The index of multiple deprivation is like a sin list for boroughs. There are 352 on the list and Hastings has risen steadily up it—the top is the worst. We recently found ourselves, sadly, at No. 19. There is poverty and a lack of industry in the town. There has been much debate in the town on what can be done to change that. How can we bring about the regeneration that we so desperately need? Everyone has a different view, but transport is the one matter on which we are united. How can we improve transport, and particularly rail links to London, to stimulate the regeneration that we need?
We feel cut off, like an island. Road problems compound the rail problem. From London, it takes 1 hour and 50 minutes to get to York by rail, 1 hour 55 minutes to get to Cardiff, and 1 hour and 45 minutes to get to Hastings. It is clearly absurd that such a short distance takes such a long time. Under the previous Labour Government, we had no investment in our roads or rail. We were shamefully neglected.

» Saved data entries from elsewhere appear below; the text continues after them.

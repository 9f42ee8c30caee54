//! Segment recovery.
//!
//! After Delaunay construction an input edge may be absent from the
//! mesh. For each constraint edge `(u, v)` this pass walks the
//! tetrahedra along the segment from `u` and classifies the first
//! entity the segment leaves through: a collinear mesh vertex (the
//! chain simply continues there), the interior of a face, or a mesh
//! edge. A blocking edge is first attacked with an edge-removal flip
//! that is required to create the missing segment edge; when no valid
//! flip exists — or the flip budget is spent — a Steiner vertex is
//! inserted at the exact intersection point and the local cavity is
//! re-Delaunayed. Every Steiner vertex strictly subdivides an
//! uncovered interval of the segment, so the loop terminates.
//!
//! Later insertions can locally rebuild a region that an earlier chain
//! ran through, so after the first pass every chain is re-verified and
//! re-recovered until stable.

#![forbid(unsafe_code)]

use super::delaunay::{Inserter, TetrahedrizeStats, TriangulationError};
use super::flips::remove_edge;
use super::overlay::StructuredPlc;
use super::tet_mesh::{TetMesh, FACE_VERTS};
use crate::geometry::exact::segment_plane_intersection;
use crate::geometry::point::VertexRep;
use crate::geometry::predicates::orient3d_sign;

/// Flip attempts per constraint edge before falling back to Steiner
/// insertion unconditionally.
const FLIP_BUDGET: usize = 64;
/// Hard cap on recovery steps per constraint edge.
const STEP_BUDGET: usize = 10_000;
/// Re-verification sweeps over all chains.
const SWEEP_BUDGET: usize = 32;

/// What the segment walk runs into first, leaving `cur` toward the
/// target.
enum Crossing {
    /// A mesh vertex exactly on the open segment.
    Vertex(u32),
    /// The interior of a mesh face.
    Face { face: [u32; 3] },
    /// The interior of mesh edge `(a, b)`; `face` is a face through
    /// that edge, used to construct the intersection point.
    Edge { a: u32, b: u32, face: [u32; 3] },
}

/// Recover every constraint edge as a chain of mesh edges.
///
/// # Errors
///
/// [`TriangulationError::RecoveryStall`] when an edge exhausts its step
/// budget (pathological input); insertion errors propagate unchanged.
pub fn recover_segments(
    mesh: &mut TetMesh,
    overlay: &mut StructuredPlc,
    inserter: &mut Inserter,
    stats: &mut TetrahedrizeStats,
) -> Result<(), TriangulationError> {
    for sweep in 0..SWEEP_BUDGET {
        let mut dirty = false;
        for e in 0..overlay.edges.len() {
            let chain_ok = {
                let edge = &overlay.edges[e];
                edge.chain.len() >= 2
                    && edge
                        .child_edges()
                        .all(|(a, b)| mesh.edge_exists(a, b))
            };
            if chain_ok {
                continue;
            }
            dirty = true;
            let [u, v] = overlay.edges[e].verts;
            let chain = recover_one(mesh, u, v, inserter, stats)?;
            overlay.edges[e].chain = chain;
        }
        if !dirty {
            log::debug!("segment recovery converged after {sweep} sweeps");
            return Ok(());
        }
    }
    // One final verification: the last sweep may have been the one
    // that settled everything.
    let stable = overlay.edges.iter().all(|edge| {
        edge.chain.len() >= 2 && edge.child_edges().all(|(a, b)| mesh.edge_exists(a, b))
    });
    if stable {
        return Ok(());
    }
    Err(TriangulationError::RecoveryStall {
        message: format!("segment chains still unstable after {SWEEP_BUDGET} sweeps"),
    })
}

/// Establish the chain for one constraint edge `(u, v)`.
fn recover_one(
    mesh: &mut TetMesh,
    u: u32,
    v: u32,
    inserter: &mut Inserter,
    stats: &mut TetrahedrizeStats,
) -> Result<Vec<u32>, TriangulationError> {
    let mut chain = vec![u];
    let mut cur = u;
    let mut flips_left = FLIP_BUDGET;

    for _ in 0..STEP_BUDGET {
        if cur == v {
            return Ok(chain);
        }
        if mesh.edge_exists(cur, v) {
            chain.push(v);
            return Ok(chain);
        }
        match classify_crossing(mesh, cur, v)? {
            Crossing::Vertex(w) => {
                chain.push(w);
                cur = w;
            }
            Crossing::Edge { a, b, face } => {
                if flips_left > 0 && remove_edge(mesh, a, b, Some((cur, v))).is_ok() {
                    flips_left -= 1;
                    // Re-test from the same chain vertex.
                    continue;
                }
                let s = insert_split_point(mesh, cur, v, face, inserter, stats)?;
                chain.push(s);
                cur = s;
            }
            Crossing::Face { face } => {
                let s = insert_split_point(mesh, cur, v, face, inserter, stats)?;
                chain.push(s);
                cur = s;
            }
        }
    }
    Err(TriangulationError::RecoveryStall {
        message: format!("edge ({u}, {v}) exceeded its recovery step budget"),
    })
}

/// Insert a Steiner vertex at the exact intersection of segment
/// `(cur, v)` with the plane of `face`, and re-Delaunay around it.
fn insert_split_point(
    mesh: &mut TetMesh,
    cur: u32,
    v: u32,
    face: [u32; 3],
    inserter: &mut Inserter,
    stats: &mut TetrahedrizeStats,
) -> Result<u32, TriangulationError> {
    let s0 = mesh.rep(cur).homogeneous();
    let s1 = mesh.rep(v).homogeneous();
    let t0 = mesh.rep(face[0]).homogeneous();
    let t1 = mesh.rep(face[1]).homogeneous();
    let t2 = mesh.rep(face[2]).homogeneous();
    let point = segment_plane_intersection(&s0, &s1, [&t0, &t1, &t2]).ok_or_else(|| {
        TriangulationError::RecoveryStall {
            message: format!("segment ({cur}, {v}) does not cross face plane {face:?}"),
        }
    })?;
    let s = mesh.push_vertex(VertexRep::Intersection(point));
    log::trace!("steiner vertex {s} splits segment ({cur}, {v})");
    inserter.insert(mesh, s, None, stats)?;
    Ok(s)
}

/// Classify the first mesh entity the open segment `cur -> v` passes
/// through, scanning the tetrahedra incident to `cur`.
fn classify_crossing(
    mesh: &TetMesh,
    cur: u32,
    v: u32,
) -> Result<Crossing, TriangulationError> {
    let target = mesh.rep(v);
    for t in mesh.incident_tets(cur) {
        if mesh.is_ghost(t) {
            continue;
        }
        let k = mesh
            .corner_of(t, cur)
            .expect("incident tetrahedron without the vertex");
        let n = mesh.nodes(t);
        let fv = FACE_VERTS[k];
        let face = [n[fv[0]], n[fv[1]], n[fv[2]]];

        // The segment leaves through this tetrahedron's far face iff
        // the target is inside the cone spanned at `cur` by the face:
        // all three side-plane orientations non-positive.
        let sides = [
            orient3d_sign([mesh.rep(cur), mesh.rep(face[0]), mesh.rep(face[1]), target]),
            orient3d_sign([mesh.rep(cur), mesh.rep(face[1]), mesh.rep(face[2]), target]),
            orient3d_sign([mesh.rep(cur), mesh.rep(face[2]), mesh.rep(face[0]), target]),
        ];
        if sides.iter().any(|&s| s > 0) {
            continue;
        }
        let plane = orient3d_sign([
            mesh.rep(face[0]),
            mesh.rep(face[1]),
            mesh.rep(face[2]),
            target,
        ]);
        let zeros = sides.iter().filter(|&&s| s == 0).count();
        match zeros {
            0 => {
                // Interior of the cone. The target must be strictly
                // beyond the far face, or it would be inside this
                // tetrahedron, which a mesh vertex cannot be.
                if plane < 0 {
                    return Ok(Crossing::Face { face });
                }
            }
            1 => {
                if plane < 0 {
                    let (a, b) = if sides[0] == 0 {
                        (face[0], face[1])
                    } else if sides[1] == 0 {
                        (face[1], face[2])
                    } else {
                        (face[2], face[0])
                    };
                    return Ok(Crossing::Edge { a, b, face });
                }
            }
            2 => {
                // Two side planes vanish: the segment runs through
                // their common vertex.
                let w = if sides[0] == 0 && sides[1] == 0 {
                    face[1]
                } else if sides[1] == 0 && sides[2] == 0 {
                    face[2]
                } else {
                    face[0]
                };
                return Ok(Crossing::Vertex(w));
            }
            _ => {}
        }
    }
    Err(TriangulationError::RecoveryStall {
        message: format!("no crossing found for segment ({cur}, {v})"),
    })
}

I am encouraged by the Government’s speedy and affirmative action in respect of electrification on the Great Western route and other railways in the north-west of England, and I dare to hope that they will also deliver improvements for the people of Hastings.
Why is the train service in Hastings quite so bad? This is an unfortunate, historical situation. We were let down when the new railway was built in the 1850s, because it competed for speed with the one being built to Brighton. We have problems with our tunnels, single lines in certain areas and we are vulnerable to points failure and slow periods during journeys. We also have electrification problems, so 12 cars cannot go south of Tunbridge.
How do we achieve the improvements that we so badly need? I am happy to say that Network Rail is working with Southeastern trains on small improvements. Incremental improvements are being made that will shave seconds, possibly minutes, off our journey times. We so hope that we will not for ever be known as the Cinderella line. Improvements are being made this year to some of the assets, including the points, and in order to rein back some of the speed restrictions.
We had horrific problems over the winter caused obviously by the snow, but what my constituents really objected to was the lack of information—they were kept waiting for hours unable to access the right information. I am told that Southeastern Trains and Network Rail are now working closely with National Rail to provide that information. However,I am ambitious for my constituency. I want to get rid of this end-of-the-line reputation, and I want us to have a much, much better line in order to achieve the necessary regeneration. I do not want just these incremental improvements; I want a first-class line, so that we can make the great leap forward that we need. We need a better quality of line, and we need that without enormous costs to the taxpayer.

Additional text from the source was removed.